Jerry R. Kirk: Battling pornography (2/8/04)

Dr Michael Ferris: A choice to heal (1/18/04)

Chaplain Al Worthley: Outside the four walls of the church (1/11/04)


2003 Conversations


2002 Conversations


2001 Conversations

Morality and the media

Holly McClure is a Christian filmmaker with a wide involvement in print, radio and television. She talked with Associate Editor Scott Harrup about the positive impact the media can have on today’s culture.

PE: What led you into a media career?

MCCLURE: I wrote a movie review column for parents in the Irvine World News and it got picked up in the Orange County Register. I got involved with different Christian radio stations and Web sites, got onto radio as a talk show host and appeared as a guest on other shows. Since then I’ve done some television work. But it all started with the movie reviews.

The whole reason I wrote the column was to add some moral values and ethics to the movie review process and give parents insight into what’s going on in the theater. As a parent of three kids, it was close to my heart. I felt like God wanted me to use my talents to help families.

PE: What do you see driving the continued decay of morality in television and movie production?

MCCLURE: You can point to several factors. There’s the lack of godly teaching and principles and faith that parents have offered the younger generation. It’s like there’s a generation that’s been skipped. A humanistic approach to living permeates our culture. We may have a strong Christian heritage, but about half the country doesn’t believe those truths.

Another point is the craving of our culture — Christians and non-Christians alike — to be entertained. Church has to be entertaining, going to the gym has to be entertaining, everything you do has to be entertaining. Everyone’s become very self-absorbed. Films are going to cater to that hedonistic side of our nature.

When you have a nation where the kids are being taught a relative morality, they’re more accepting of whatever comes out in the media. Then you have writers that skew their material to that demographic because young people are spending money. As long as we accept it and buy it, Hollywood will continue to sell it.

PE: You’ve filmed a documentary about Mel Gibson’s The Passion of the Christ. Why does The Passion stand out?

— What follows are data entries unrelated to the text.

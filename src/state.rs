//! Application state for Axum web framework.
//!
//! Contains shared services and resources that are accessible
//! across all request handlers.

use crate::db::AsyncDbPool;
use crate::external::CharactersClient;
use crate::repositories::Repositories;
use crate::services::Services;

/// Application state containing all shared services and resources.
///
/// Cloning is cheap since services and the pool share their internals.
#[derive(Clone)]
pub struct AppState {
    pub services: Services,
    /// Present only with the postgres engine; used by the readiness probe.
    pub db_pool: Option<AsyncDbPool>,
}

impl AppState {
    pub fn new(services: Services, db_pool: Option<AsyncDbPool>) -> Self {
        Self { services, db_pool }
    }

    /// State backed by PostgreSQL through the given pool.
    pub fn postgres(pool: AsyncDbPool, characters: CharactersClient) -> Self {
        let repos = Repositories::postgres(pool.clone());
        Self::new(Services::new(repos, characters), Some(pool))
    }

    /// State backed by the process-local store.
    pub fn in_memory(characters: CharactersClient) -> Self {
        Self::new(Services::new(Repositories::in_memory(), characters), None)
    }
}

MCCLURE: My documentary on the making of The Passion appeared on PAX and TBN. I think The Passion will contribute to a paradigm shift in our entertainment. Originally, the doors were slammed shut in Mel Gibson’s face by the studios. He was told they wouldn’t touch it because it was religious and about Jesus. So he took his own money and did it, and the film has become huge.

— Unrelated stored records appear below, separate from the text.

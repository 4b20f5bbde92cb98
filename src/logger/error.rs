//! Error types for the logger

use std::path::PathBuf;

use thiserror::Error;

/// Errors that can occur while setting up log outputs
#[derive(Debug, Error)]
pub enum LoggerError {
    #[error("Failed to open log file {path}: {source}")]
    OpenFile {
        path: PathBuf,
        #[source]
        source: std::io::Error,
    },

    #[error("Configuration error: {message}")]
    Config { message: String },
}

impl LoggerError {
    pub fn config(message: impl Into<String>) -> Self {
        Self::Config {
            message: message.into(),
        }
    }
}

Does religion on its own sell well? No. But this is a good story and it’s the way it’s told. That’s what sells. Before its release, I talked with Mel about why he thought it would do well. “I think people love hero stories and people love love stories,” he said. “This is a hero story. It’s about God loving His Son and His Son loving mankind.”

And, as Gibson points out, this is a story that goes against Hollywood. The hero doesn’t get revenge. The hero doesn’t kill anyone. He is crucified yet forgives His enemies from the cross. It’s a story of compassion.

This movie has made people who have never really heard about Jesus or stepped inside a church to be moved and touched. They walk out and want to learn more about Jesus, ask questions, and pursue those answers. That’s great, and that’s exactly what Gibson wants.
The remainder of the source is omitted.